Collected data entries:
---*---
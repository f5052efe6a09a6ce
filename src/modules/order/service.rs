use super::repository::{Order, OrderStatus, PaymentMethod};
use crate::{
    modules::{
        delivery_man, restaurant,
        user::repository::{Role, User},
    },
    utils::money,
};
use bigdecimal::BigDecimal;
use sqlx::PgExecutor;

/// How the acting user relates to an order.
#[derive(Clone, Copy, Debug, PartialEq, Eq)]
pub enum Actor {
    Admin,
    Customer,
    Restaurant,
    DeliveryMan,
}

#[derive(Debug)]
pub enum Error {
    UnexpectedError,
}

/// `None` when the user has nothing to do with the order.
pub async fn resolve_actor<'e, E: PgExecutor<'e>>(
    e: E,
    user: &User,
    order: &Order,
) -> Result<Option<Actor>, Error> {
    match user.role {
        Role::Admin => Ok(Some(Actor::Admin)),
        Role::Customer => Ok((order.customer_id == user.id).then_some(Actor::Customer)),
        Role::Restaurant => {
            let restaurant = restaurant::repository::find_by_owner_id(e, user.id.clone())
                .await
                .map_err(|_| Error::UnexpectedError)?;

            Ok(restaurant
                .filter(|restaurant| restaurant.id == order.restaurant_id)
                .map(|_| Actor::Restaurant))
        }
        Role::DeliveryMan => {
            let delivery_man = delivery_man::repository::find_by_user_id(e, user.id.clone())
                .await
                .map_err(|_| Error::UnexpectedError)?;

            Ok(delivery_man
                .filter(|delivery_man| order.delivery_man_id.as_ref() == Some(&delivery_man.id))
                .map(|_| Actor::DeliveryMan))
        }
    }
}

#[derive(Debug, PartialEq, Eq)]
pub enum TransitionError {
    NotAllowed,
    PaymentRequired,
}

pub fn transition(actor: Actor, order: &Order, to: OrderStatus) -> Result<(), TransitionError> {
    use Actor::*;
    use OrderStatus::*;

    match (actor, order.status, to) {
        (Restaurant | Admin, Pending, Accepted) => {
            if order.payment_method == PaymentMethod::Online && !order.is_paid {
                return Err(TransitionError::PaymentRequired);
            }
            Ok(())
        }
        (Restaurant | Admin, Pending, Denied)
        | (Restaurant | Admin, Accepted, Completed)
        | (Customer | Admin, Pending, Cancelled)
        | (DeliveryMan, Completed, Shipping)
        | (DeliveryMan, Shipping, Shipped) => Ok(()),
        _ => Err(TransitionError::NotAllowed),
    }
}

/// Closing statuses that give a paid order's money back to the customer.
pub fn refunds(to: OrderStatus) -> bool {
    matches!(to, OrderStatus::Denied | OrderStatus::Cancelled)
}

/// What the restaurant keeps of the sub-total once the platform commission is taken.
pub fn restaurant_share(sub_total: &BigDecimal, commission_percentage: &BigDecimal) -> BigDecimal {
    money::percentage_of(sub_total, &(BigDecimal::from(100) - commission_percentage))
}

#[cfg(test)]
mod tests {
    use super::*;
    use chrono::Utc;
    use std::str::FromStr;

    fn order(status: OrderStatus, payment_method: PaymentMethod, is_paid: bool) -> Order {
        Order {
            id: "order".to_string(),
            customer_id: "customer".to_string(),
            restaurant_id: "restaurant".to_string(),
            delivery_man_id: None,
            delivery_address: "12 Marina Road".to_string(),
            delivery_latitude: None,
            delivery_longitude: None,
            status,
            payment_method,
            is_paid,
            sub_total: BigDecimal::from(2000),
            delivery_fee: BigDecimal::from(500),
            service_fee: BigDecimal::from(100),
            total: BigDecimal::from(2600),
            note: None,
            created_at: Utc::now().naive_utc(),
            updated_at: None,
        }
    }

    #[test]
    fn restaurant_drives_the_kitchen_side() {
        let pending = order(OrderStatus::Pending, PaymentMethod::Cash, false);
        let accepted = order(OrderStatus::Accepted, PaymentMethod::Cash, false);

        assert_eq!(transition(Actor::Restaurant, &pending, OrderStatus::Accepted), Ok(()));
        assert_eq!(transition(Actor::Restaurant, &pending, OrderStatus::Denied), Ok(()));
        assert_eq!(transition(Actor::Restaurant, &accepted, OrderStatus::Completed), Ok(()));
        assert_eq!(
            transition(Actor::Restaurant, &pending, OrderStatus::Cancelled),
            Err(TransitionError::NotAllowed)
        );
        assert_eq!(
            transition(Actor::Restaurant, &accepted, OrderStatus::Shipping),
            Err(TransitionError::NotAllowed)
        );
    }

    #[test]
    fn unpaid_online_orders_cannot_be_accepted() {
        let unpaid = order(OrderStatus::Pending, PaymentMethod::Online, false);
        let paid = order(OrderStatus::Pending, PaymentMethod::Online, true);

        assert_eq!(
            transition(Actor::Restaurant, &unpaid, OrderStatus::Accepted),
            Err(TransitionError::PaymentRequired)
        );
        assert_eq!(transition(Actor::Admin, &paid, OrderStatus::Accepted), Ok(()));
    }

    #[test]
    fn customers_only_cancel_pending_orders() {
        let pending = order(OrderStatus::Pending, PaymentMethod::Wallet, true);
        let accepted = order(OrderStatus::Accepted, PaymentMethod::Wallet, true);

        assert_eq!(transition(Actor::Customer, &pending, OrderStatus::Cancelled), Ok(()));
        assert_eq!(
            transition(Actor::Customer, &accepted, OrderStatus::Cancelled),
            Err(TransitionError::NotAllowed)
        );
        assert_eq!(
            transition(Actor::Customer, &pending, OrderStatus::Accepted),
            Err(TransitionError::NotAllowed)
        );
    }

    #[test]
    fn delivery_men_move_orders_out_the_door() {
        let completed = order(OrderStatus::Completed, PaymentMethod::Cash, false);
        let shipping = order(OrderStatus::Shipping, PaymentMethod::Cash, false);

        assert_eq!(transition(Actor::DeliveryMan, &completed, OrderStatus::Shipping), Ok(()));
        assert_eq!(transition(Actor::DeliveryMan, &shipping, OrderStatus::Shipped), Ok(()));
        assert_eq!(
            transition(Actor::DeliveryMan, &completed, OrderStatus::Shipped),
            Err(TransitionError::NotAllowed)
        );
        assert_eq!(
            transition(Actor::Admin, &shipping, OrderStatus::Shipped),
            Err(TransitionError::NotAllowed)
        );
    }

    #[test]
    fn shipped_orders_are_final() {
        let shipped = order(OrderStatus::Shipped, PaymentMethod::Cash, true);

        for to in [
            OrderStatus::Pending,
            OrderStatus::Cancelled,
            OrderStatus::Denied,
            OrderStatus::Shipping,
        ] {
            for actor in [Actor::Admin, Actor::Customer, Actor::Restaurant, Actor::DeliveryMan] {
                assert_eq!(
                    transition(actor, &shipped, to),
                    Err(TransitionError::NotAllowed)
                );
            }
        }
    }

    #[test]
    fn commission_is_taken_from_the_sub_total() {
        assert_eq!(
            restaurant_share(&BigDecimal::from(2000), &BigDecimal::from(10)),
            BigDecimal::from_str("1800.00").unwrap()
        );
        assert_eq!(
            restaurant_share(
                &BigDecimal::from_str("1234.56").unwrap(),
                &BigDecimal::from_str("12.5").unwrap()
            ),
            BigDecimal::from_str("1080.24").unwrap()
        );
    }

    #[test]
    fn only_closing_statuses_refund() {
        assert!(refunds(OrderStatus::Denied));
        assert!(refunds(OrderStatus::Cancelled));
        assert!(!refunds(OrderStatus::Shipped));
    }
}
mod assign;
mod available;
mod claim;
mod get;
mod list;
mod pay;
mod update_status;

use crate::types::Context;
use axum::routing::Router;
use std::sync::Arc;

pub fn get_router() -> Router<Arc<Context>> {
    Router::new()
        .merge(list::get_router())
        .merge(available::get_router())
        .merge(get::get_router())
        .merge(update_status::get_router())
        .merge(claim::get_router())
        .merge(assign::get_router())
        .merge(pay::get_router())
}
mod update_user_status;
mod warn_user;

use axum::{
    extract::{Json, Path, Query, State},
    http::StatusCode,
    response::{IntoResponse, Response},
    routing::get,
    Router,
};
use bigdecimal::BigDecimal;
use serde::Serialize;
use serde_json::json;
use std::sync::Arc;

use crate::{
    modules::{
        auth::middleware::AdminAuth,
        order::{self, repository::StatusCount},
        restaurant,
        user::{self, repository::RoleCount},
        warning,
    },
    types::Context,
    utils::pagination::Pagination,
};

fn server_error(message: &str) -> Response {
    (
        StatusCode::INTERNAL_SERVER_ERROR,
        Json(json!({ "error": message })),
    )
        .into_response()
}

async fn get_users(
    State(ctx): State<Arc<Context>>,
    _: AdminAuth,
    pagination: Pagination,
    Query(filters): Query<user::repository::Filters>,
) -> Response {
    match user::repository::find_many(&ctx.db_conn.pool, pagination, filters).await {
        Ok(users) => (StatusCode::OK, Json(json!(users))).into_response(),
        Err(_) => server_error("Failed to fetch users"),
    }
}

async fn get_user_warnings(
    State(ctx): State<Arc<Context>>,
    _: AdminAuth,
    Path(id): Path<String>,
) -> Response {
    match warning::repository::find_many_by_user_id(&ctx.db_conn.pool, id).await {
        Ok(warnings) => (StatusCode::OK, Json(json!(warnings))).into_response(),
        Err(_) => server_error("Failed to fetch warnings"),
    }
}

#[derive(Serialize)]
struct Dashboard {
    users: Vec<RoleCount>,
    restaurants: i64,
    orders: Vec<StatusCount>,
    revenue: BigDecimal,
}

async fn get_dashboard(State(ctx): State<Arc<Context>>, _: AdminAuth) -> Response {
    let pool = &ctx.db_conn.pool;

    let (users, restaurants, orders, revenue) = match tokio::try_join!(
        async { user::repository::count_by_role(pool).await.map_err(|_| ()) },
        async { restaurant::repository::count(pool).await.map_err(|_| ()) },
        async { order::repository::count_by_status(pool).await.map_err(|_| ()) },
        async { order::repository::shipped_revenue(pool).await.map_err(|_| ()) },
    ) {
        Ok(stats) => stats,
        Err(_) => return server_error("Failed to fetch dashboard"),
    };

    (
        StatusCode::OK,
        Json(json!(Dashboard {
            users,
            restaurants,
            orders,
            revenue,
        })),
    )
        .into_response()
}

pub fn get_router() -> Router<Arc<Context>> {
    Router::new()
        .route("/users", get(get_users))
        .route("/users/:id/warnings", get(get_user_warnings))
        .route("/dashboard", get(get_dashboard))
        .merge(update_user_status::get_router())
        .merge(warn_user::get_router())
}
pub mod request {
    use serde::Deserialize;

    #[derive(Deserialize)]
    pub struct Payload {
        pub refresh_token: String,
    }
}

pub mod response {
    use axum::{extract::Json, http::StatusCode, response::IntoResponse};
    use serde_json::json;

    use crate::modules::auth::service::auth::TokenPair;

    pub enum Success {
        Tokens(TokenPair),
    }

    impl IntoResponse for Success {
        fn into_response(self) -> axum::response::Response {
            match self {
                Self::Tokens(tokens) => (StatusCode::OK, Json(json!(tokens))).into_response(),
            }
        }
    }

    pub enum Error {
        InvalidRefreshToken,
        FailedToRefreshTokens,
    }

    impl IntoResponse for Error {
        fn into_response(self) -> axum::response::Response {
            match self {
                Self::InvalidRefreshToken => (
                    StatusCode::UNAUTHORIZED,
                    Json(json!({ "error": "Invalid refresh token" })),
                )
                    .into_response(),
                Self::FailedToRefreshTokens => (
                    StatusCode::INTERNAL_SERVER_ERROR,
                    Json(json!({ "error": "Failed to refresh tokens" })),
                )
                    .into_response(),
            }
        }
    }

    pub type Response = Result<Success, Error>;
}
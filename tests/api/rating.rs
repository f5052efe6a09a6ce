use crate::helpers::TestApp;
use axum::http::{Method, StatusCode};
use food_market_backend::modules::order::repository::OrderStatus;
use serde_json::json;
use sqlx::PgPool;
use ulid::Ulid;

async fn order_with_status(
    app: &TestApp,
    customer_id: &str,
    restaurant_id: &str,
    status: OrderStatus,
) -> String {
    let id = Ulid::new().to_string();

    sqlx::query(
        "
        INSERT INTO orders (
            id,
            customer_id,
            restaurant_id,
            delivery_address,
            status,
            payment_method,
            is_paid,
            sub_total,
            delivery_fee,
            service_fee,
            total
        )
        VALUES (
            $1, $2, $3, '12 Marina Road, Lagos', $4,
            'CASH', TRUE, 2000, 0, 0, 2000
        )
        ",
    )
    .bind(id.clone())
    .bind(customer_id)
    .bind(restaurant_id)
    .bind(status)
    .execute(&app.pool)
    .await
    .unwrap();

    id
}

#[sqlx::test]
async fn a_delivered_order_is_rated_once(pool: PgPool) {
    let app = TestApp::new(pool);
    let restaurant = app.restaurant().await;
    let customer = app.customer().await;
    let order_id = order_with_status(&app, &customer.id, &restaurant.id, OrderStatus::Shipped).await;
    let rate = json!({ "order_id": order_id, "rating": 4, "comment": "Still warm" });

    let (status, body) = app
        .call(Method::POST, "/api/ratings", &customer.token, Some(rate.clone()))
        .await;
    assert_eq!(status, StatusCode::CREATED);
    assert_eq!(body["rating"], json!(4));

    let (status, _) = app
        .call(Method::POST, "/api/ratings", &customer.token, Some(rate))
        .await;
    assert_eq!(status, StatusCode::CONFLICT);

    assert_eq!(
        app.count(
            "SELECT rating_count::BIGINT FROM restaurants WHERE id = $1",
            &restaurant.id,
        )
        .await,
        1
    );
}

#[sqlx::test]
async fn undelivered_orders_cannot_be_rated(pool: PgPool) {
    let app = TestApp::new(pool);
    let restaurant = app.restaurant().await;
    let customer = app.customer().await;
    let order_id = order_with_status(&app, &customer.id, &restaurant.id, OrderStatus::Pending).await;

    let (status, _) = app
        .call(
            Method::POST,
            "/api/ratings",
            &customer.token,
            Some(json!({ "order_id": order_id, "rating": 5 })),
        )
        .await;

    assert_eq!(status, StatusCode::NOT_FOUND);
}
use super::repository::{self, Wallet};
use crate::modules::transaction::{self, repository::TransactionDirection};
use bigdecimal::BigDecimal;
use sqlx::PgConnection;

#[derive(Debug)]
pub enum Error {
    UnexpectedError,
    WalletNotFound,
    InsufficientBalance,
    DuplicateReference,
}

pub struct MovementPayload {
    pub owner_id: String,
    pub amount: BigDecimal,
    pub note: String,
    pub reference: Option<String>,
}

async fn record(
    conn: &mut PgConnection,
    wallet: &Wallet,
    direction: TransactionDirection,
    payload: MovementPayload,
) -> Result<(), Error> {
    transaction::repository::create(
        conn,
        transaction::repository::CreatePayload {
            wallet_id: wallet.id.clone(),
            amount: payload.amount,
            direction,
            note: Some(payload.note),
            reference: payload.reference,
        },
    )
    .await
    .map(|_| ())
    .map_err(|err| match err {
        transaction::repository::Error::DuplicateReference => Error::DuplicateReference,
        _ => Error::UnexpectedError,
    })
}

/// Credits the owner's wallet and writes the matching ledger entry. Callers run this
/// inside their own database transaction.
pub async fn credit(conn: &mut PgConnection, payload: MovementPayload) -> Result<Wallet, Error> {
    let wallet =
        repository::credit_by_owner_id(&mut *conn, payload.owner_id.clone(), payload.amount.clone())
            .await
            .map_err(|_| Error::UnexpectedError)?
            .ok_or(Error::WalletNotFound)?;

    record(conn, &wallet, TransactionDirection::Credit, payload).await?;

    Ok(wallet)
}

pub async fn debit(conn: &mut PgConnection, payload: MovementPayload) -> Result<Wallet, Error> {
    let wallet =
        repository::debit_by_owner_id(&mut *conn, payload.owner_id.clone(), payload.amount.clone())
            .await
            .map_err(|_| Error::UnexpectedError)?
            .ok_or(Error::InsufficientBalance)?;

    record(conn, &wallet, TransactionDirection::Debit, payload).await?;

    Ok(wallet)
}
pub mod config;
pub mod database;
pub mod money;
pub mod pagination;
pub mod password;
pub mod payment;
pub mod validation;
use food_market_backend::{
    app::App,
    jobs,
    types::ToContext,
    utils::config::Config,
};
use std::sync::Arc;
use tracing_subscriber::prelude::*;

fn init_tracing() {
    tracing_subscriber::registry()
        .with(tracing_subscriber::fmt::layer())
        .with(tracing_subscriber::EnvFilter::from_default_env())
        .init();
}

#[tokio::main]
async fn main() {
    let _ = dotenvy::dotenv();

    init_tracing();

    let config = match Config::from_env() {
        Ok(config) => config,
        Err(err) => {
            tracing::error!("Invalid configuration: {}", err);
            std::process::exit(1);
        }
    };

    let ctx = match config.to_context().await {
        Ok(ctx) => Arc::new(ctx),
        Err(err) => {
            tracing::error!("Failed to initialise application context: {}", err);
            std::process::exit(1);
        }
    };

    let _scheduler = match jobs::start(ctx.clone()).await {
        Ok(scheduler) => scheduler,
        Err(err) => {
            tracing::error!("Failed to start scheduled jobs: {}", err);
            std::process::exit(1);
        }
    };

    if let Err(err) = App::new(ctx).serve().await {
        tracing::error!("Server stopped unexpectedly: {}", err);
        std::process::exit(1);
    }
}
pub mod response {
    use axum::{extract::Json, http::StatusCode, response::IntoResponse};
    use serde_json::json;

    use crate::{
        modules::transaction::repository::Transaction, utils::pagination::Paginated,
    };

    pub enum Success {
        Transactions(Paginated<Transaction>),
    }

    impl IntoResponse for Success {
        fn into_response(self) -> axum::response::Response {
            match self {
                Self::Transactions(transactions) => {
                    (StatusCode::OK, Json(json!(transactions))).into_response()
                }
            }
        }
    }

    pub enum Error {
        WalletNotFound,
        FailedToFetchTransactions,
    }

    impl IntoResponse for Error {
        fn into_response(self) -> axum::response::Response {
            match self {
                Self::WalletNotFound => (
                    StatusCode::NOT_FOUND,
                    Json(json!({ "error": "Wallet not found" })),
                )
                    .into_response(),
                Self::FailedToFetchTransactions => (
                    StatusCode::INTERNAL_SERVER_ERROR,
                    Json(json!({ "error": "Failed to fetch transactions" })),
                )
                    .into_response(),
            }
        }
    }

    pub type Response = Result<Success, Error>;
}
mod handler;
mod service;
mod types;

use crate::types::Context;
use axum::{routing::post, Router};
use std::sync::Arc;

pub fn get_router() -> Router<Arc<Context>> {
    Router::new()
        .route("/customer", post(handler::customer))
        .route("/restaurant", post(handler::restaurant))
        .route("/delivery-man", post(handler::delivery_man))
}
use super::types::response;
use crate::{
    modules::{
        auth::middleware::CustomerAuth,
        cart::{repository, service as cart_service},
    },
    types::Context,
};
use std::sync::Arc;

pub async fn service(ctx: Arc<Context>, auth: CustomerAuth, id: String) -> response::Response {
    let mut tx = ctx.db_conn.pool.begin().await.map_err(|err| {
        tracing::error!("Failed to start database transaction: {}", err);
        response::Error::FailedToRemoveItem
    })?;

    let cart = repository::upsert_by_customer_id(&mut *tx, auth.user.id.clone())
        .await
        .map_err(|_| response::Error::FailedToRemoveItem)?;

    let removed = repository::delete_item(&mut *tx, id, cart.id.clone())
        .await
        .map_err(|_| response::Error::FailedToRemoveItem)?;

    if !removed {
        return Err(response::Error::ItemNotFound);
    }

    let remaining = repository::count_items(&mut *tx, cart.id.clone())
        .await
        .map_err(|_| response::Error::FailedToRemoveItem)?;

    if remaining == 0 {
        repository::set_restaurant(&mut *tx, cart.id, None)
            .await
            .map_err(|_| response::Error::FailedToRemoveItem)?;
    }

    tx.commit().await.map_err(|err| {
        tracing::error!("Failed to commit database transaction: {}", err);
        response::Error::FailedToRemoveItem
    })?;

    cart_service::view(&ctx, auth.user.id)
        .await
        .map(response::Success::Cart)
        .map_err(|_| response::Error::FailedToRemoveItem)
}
---*---
→ The problem: Show each line in the entries that holds the string "State".

→ Written solution:
    extract::{Json, Path, Query, State},
    State(ctx): State<Arc<Context>>,
    State(ctx): State<Arc<Context>>,
async fn get_dashboard(State(ctx): State<Arc<Context>>, _: AdminAuth) -> Response {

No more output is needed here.